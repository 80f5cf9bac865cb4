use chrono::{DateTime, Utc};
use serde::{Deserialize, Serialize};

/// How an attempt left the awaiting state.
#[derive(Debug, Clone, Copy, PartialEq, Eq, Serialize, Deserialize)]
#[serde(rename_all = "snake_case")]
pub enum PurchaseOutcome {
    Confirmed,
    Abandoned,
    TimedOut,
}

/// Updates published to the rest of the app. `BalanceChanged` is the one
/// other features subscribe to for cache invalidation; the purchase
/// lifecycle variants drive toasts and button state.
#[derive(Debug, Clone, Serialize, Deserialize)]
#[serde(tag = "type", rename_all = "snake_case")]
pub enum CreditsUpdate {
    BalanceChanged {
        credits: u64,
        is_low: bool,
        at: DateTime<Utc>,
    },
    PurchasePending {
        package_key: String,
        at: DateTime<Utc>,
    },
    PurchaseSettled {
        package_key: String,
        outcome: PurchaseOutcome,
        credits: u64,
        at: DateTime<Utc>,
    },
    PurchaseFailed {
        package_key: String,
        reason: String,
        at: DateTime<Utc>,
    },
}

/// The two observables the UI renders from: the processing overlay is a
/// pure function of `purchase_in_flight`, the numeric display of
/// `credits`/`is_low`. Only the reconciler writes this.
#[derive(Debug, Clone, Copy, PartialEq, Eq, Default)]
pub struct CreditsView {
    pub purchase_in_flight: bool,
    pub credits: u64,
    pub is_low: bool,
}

+===+

■ **Task directions**
Transcribe, with no changes, the listing above from its first line through the line with "#[derive(Debug, Clone, Serialize, Deserialize)]", including that line, and stop once it is done.

■ **Finished exercise**
repository 80f5cf9bac865cb4
use chrono::{DateTime, Utc};
use serde::{Deserialize, Serialize};

/// How an attempt left the awaiting state.
#[derive(Debug, Clone, Copy, PartialEq, Eq, Serialize, Deserialize)]
#[serde(rename_all = "snake_case")]
pub enum PurchaseOutcome {
    Confirmed,
    Abandoned,
    TimedOut,
}

/// Updates published to the rest of the app. `BalanceChanged` is the one
/// other features subscribe to for cache invalidation; the purchase
/// lifecycle variants drive toasts and button state.
#[derive(Debug, Clone, Serialize, Deserialize)]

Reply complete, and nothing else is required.